In the first place, a great part of thought, in the 'transcendental' sense, (that which corresponds to the world of objective 'appearances') I can attribute to me (to the point of considering this world as 'posited' by me) only if I consider this 'positing' itself to be an unconscious function. E. von Hartmann had already brought this point to the fore in a piece of serious realist criticism, which the idealists naturally ignored as completely as if it did not exist. The characteristics of non-intentionality, non-predictability, and contingency must then be added to that of unconsciousness, since no idealist will ever be able to say beforehand, for instance, what 'his' thought will 'posit' in specific relation to the man he will meet at the street corner or to the words his interlocutor will speak. A further characteristic is passivity.

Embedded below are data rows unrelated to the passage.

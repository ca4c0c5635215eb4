//! Metadata header parser.
//!
//! Scripts declare their identity in line comments near the top of the file:
//!
//! ```text
//! # NAME: Disable Telemetry
//! # DEVELOPER: Jane Doe
//! # DESCRIPTION: Turns off diagnostic data collection
//! # UNDOABLE: Yes
//! # UNDO_DESC: Restores the default telemetry level
//! ```
//!
//! Batch files use `::` instead of `#`. Only the first
//! [`SCAN_WINDOW_CHARS`] characters are scanned and every field is matched
//! independently; a field that is missing falls back to its default.

use crate::exe_info::{exe_metadata, SystemVersionInfo, VersionInfoProvider};
use crate::kind::{CommentMarker, ScriptKind};
use regex::Regex;
use serde::{Deserialize, Serialize};
use std::io::Read;
use std::path::Path;
use std::sync::LazyLock;
use tracing::warn;

/// Number of characters scanned from the top of a script.
pub const SCAN_WINDOW_CHARS: usize = 2000;

/// Upper bound on bytes needed to hold the scan window in UTF-8.
const SCAN_WINDOW_BYTES: u64 = (SCAN_WINDOW_CHARS * 4) as u64;

/// Declared properties of one script file. Derived on demand, never cached.
#[derive(Debug, Clone, Default, Serialize, Deserialize, PartialEq, Eq)]
pub struct ScriptMetadata {
    pub friendly_name: String,
    pub description: String,
    pub undoable: bool,
    pub undo_description: String,
    pub developer: String,
    pub link: String,
}

impl ScriptMetadata {
    /// All fields empty, `undoable = false`.
    pub fn empty() -> Self {
        Self::default()
    }

    /// Defaults for a script with no header: the name is the file's base name.
    pub fn defaults_for(path: &Path) -> Self {
        Self {
            friendly_name: base_name(path),
            ..Self::empty()
        }
    }

    /// Fields in declaration order: name, description, undoable, undo
    /// description, developer, link.
    pub fn fields(&self) -> (&str, &str, bool, &str, &str, &str) {
        (
            &self.friendly_name,
            &self.description,
            self.undoable,
            &self.undo_description,
            &self.developer,
            &self.link,
        )
    }
}

#[derive(Debug, Clone, Copy, PartialEq, Eq, Hash)]
pub enum MetadataField {
    Name,
    Description,
    Undoable,
    UndoDescription,
    Developer,
    Link,
}

impl MetadataField {
    pub const ALL: [MetadataField; 6] = [
        MetadataField::Name,
        MetadataField::Description,
        MetadataField::Undoable,
        MetadataField::UndoDescription,
        MetadataField::Developer,
        MetadataField::Link,
    ];

    /// Keyword written in the header, e.g. `UNDO_DESC`.
    pub fn key(&self) -> &'static str {
        match self {
            MetadataField::Name => "NAME",
            MetadataField::Description => "DESCRIPTION",
            MetadataField::Undoable => "UNDOABLE",
            MetadataField::UndoDescription => "UNDO_DESC",
            MetadataField::Developer => "DEVELOPER",
            MetadataField::Link => "LINK",
        }
    }
}

/// One compiled pattern per field for a given comment marker.
struct FieldPatterns {
    patterns: Vec<(MetadataField, Regex)>,
}

impl FieldPatterns {
    fn compile(marker: CommentMarker) -> Self {
        let marker = regex::escape(marker.as_str());
        let patterns = MetadataField::ALL
            .iter()
            .map(|field| {
                let pattern = format!(r"(?i){}[ \t]*{}:[ \t]*(.*?)[\r\n]", marker, field.key());
                (*field, Regex::new(&pattern).expect("valid regex"))
            })
            .collect();
        Self { patterns }
    }

    fn capture(&self, field: MetadataField, text: &str) -> Option<String> {
        self.patterns
            .iter()
            .find(|(f, _)| *f == field)
            .and_then(|(_, re)| re.captures(text))
            .and_then(|caps| caps.get(1))
            .map(|m| m.as_str().trim().to_string())
    }
}

static HASH_PATTERNS: LazyLock<FieldPatterns> =
    LazyLock::new(|| FieldPatterns::compile(CommentMarker::Hash));

static DOUBLE_COLON_PATTERNS: LazyLock<FieldPatterns> =
    LazyLock::new(|| FieldPatterns::compile(CommentMarker::DoubleColon));

fn patterns_for(marker: CommentMarker) -> &'static FieldPatterns {
    match marker {
        CommentMarker::Hash => &*HASH_PATTERNS,
        CommentMarker::DoubleColon => &*DOUBLE_COLON_PATTERNS,
    }
}

/// `yes`, `true` and `1` (any case) mean undoable; everything else does not.
pub fn parse_undoable(value: &str) -> bool {
    matches!(value.trim().to_lowercase().as_str(), "yes" | "true" | "1")
}

/// Extract metadata from already-loaded header text.
pub fn parse_metadata_text(text: &str, marker: CommentMarker, default_name: &str) -> ScriptMetadata {
    let patterns = patterns_for(marker);
    let get = |field| patterns.capture(field, text);

    ScriptMetadata {
        friendly_name: get(MetadataField::Name).unwrap_or_else(|| default_name.to_string()),
        description: get(MetadataField::Description).unwrap_or_default(),
        undoable: get(MetadataField::Undoable)
            .map(|v| parse_undoable(&v))
            .unwrap_or(false),
        undo_description: get(MetadataField::UndoDescription).unwrap_or_default(),
        developer: get(MetadataField::Developer).unwrap_or_default(),
        link: get(MetadataField::Link).unwrap_or_default(),
    }
}

/// Parse a script's metadata using the platform's executable lookup.
pub fn parse_script_metadata(path: &Path) -> ScriptMetadata {
    parse_script_metadata_with(path, &SystemVersionInfo::default())
}

/// Parse a script's metadata. Total over valid paths: I/O failures are folded
/// into the `description` field rather than returned.
pub fn parse_script_metadata_with(path: &Path, exe_info: &dyn VersionInfoProvider) -> ScriptMetadata {
    if ScriptKind::from_path(path) == Some(ScriptKind::Executable) {
        return exe_metadata(path, exe_info);
    }

    let default_name = base_name(path);
    match read_scan_window(path) {
        Ok(text) => parse_metadata_text(&text, CommentMarker::for_path(path), &default_name),
        Err(e) => {
            warn!("Error parsing metadata for {}: {}", path.display(), e);
            ScriptMetadata {
                description: format!("Error reading metadata: {}", e),
                ..ScriptMetadata::defaults_for(path)
            }
        }
    }
}

/// Read the first [`SCAN_WINDOW_CHARS`] characters of a file. Invalid UTF-8
/// bytes are dropped, not replaced.
fn read_scan_window(path: &Path) -> std::io::Result<String> {
    let file = std::fs::File::open(path)?;
    let mut buf = Vec::new();
    file.take(SCAN_WINDOW_BYTES).read_to_end(&mut buf)?;
    Ok(decode_ignoring_invalid(&buf)
        .chars()
        .take(SCAN_WINDOW_CHARS)
        .collect())
}

fn decode_ignoring_invalid(bytes: &[u8]) -> String {
    bytes.utf8_chunks().map(|chunk| chunk.valid()).collect()
}

fn base_name(path: &Path) -> String {
    path.file_name()
        .map(|n| n.to_string_lossy().into_owned())
        .unwrap_or_else(|| path.display().to_string())
}

#[cfg(test)]
mod tests {
    use super::*;

    #[test]
    fn test_parse_undoable_values() {
        for v in ["Yes", "yes", "TRUE", "1", " true "] {
            assert!(parse_undoable(v), "{v:?} should be undoable");
        }
        for v in ["No", "", "maybe", "0", "y"] {
            assert!(!parse_undoable(v), "{v:?} should not be undoable");
        }
    }

    #[test]
    fn test_marker_is_case_insensitive_and_trims() {
        let text = "#   name:   Clean Temp   \n# Developer:\tAda\n";
        let meta = parse_metadata_text(text, CommentMarker::Hash, "x.py");
        assert_eq!(meta.friendly_name, "Clean Temp");
        assert_eq!(meta.developer, "Ada");
    }

    #[test]
    fn test_value_requires_line_terminator() {
        let meta = parse_metadata_text("# NAME: Cut", CommentMarker::Hash, "x.py");
        assert_eq!(meta.friendly_name, "x.py");
    }

    #[test]
    fn test_crlf_line_endings() {
        let text = ":: NAME: Flush DNS\r\n:: UNDOABLE: no\r\n";
        let meta = parse_metadata_text(text, CommentMarker::DoubleColon, "f.bat");
        assert_eq!(meta.friendly_name, "Flush DNS");
        assert!(!meta.undoable);
    }

    #[test]
    fn test_undo_desc_does_not_shadow_undoable() {
        let text = "# UNDO_DESC: puts it back\n# UNDOABLE: true\n";
        let meta = parse_metadata_text(text, CommentMarker::Hash, "x.ps1");
        assert!(meta.undoable);
        assert_eq!(meta.undo_description, "puts it back");
    }

    #[test]
    fn test_invalid_bytes_are_dropped() {
        assert_eq!(decode_ignoring_invalid(b"caf\xe9 au lait"), "caf au lait");
        assert_eq!(decode_ignoring_invalid("na\u{ef}ve".as_bytes()), "na\u{ef}ve");
    }

    #[test]
    fn test_fields_order() {
        let meta = ScriptMetadata {
            friendly_name: "n".into(),
            description: "d".into(),
            undoable: true,
            undo_description: "u".into(),
            developer: "dev".into(),
            link: "l".into(),
        };
        assert_eq!(meta.fields(), ("n", "d", true, "u", "dev", "l"));
    }
}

Here I inserted my criticism of the famous Hegelian formula of the identity of the real and of the rational, "Everything real is rational and everything rational is real", the analogous post-Kantian formula of the identity of the real and the intended, of the fact and of the act, and the consequent theory of the so-called 'concrete will'. Looking at these formulas, indeed, one had to wonder whether what was said to be real was said to be so because it was rational, or whether what was said to be rational was said to be so because it was real ; and, similarly, whether what happened was said to be real because it was intended (and thus real only insofar as it can really be said to have been intended, since otherwise it retains the unreality appropriate to a privation of the will) or whether it was said to have been intended (as 'fact of the act', as 'posited', etc.), only because it was already real, that is to say, because of the simple and irrational fact of its being or occurring.

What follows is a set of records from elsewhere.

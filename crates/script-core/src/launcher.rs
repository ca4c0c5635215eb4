use crate::error::LaunchError;
use crate::request::ScriptRequest;

/// Turns a [`ScriptRequest`] into a started process.
///
/// Implementations validate the request (extension, undo support) before
/// touching the OS and return as soon as the process has been started; they
/// never wait for the script to finish.
#[async_trait::async_trait]
pub trait Launcher: Send + Sync {
    /// What the caller gets back: a live process handle for attached launches,
    /// an acceptance report for detached ones.
    type Handle: Send;

    /// Launcher name used in logs ("local", "elevated").
    fn name(&self) -> &str;

    async fn launch(&self, request: &ScriptRequest) -> Result<Self::Handle, LaunchError>;
}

It was clear that, for the vast majority of the 'positing' or 'creating' activity of the transcendental 'I', only the second alternative was possible ; among absolute idealists, it is reality which determines what they assume to be rational and intended, which amounts practically to their acknowledging the fundamental passivity of the true 'I', which allows things, history, contingencies, etcetera, to determine what one 'freely' intended all along. To reduce the aforementioned formulas to the absurd, I added a drastic argument : an idealist put to torture would have to consider his situation 'rational' and 'intended by him' (by the true 'I'), simply because of its 'reality', or alternatively he would have to consider his own horror and suffering to be a mere hobby or irrational velleity on the part of the empirical subject, the 'puppet of imagination' of the true 'I'. This situation repeats itself throughout the vast majority of human theoretical and practical experience. In a chapter of a book published much later, 'Men among the Ruins', I was to expose the immorality of this doctrine in its historical and political applications in some detail.

Generalising, I laid down a fundamental and basic distinction between the really free act and the 'passive' act, which I also referred to as mere 'spontaneity'. In the free act, there is a gap between the possible and the real, and an excess of the former with respect to the latter, in the sense that a power precedes and dominates the act, as the ultimate reason for its taking place or not, for its being this and not another act. In the passive or spontaneous act, this gap is lacking : there is a direct and imperative movement towards action (or perception, representation, etc.), as in an automatism, and the possible is exhausted without residue in the real, in what happens, what one feels, sees, etc. That is why, with respect to such a 'spontaneity', as in the case of emotions and passions, it is possible to speak of something which is indeed 'mine', but which is not 'me', since I cannot say that I cause it directly, and I am not in a relationship of unconditional causality or possession with respect to its determinations. I thus arrive at this conclusion : it is one thing not to be determined by the other (by what is exterior), but it is another thing to be really, positively, free. In 'Teoria dell'Individuo Assoluto', I devoted a long chapter to criticism of all the various false concepts of liberty - criticism which, I believe, has not been conducted by anyone else in so radical a manner.